§ **Activity**
Among the records, which lines include "should"? List them.

§ **Input material**
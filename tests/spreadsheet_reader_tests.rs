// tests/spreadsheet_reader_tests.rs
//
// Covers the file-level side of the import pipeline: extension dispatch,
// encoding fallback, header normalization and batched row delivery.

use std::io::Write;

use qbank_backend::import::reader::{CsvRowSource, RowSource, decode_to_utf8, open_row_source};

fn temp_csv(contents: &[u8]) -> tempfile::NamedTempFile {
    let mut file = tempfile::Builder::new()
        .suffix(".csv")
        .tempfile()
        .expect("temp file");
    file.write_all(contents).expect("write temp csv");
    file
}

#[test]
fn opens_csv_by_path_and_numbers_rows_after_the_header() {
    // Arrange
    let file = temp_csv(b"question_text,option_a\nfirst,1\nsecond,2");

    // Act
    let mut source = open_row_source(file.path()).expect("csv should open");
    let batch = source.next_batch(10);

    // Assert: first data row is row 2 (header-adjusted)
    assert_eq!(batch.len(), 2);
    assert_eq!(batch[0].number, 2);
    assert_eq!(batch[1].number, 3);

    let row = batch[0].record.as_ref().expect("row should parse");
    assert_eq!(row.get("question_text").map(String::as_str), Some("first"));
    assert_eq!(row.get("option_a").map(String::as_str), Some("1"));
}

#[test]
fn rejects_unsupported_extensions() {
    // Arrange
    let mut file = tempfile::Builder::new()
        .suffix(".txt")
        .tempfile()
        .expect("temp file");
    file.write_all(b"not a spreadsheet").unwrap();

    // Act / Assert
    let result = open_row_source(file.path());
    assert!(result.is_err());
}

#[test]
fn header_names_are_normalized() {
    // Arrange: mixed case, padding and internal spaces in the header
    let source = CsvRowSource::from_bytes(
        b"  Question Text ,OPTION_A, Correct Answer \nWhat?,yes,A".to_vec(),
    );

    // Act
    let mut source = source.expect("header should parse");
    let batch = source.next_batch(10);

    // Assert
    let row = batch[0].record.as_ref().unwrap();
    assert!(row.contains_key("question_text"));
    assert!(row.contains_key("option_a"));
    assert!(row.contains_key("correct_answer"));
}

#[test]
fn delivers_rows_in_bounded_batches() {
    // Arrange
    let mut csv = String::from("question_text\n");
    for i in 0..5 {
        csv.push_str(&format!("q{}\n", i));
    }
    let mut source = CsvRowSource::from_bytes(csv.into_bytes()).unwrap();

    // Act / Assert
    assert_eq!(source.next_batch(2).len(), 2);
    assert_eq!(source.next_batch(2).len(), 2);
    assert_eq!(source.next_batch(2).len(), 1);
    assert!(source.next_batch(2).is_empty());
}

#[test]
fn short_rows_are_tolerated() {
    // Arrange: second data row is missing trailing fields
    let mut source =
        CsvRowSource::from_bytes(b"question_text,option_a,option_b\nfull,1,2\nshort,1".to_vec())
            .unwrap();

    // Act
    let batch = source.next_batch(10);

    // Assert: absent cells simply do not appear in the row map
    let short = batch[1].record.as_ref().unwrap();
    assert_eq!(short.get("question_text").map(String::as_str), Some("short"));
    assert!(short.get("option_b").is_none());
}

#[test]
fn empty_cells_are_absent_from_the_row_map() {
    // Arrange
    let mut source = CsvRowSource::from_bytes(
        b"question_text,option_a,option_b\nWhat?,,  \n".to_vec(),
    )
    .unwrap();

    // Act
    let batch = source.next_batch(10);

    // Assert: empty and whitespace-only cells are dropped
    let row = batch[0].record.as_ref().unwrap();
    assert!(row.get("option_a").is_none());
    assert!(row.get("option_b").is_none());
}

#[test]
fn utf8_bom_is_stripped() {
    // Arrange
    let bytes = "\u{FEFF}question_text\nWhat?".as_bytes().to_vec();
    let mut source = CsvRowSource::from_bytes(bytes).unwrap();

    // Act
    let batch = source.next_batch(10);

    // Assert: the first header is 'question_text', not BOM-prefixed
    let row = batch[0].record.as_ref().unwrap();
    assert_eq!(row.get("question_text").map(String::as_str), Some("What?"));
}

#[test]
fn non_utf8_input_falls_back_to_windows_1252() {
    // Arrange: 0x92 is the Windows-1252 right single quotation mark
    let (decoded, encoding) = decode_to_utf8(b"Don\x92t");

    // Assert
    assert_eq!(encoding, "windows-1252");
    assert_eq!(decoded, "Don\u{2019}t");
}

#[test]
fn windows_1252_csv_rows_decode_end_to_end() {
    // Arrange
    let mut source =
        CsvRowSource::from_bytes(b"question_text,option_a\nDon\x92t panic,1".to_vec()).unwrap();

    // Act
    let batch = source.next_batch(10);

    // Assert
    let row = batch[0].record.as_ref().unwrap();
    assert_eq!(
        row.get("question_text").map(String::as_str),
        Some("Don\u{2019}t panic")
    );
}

§ **Completed exercise**
    let mut source = open_row_source(file.path()).expect("csv should open");
    let row = batch[0].record.as_ref().expect("row should parse");
    let mut source = source.expect("header should parse");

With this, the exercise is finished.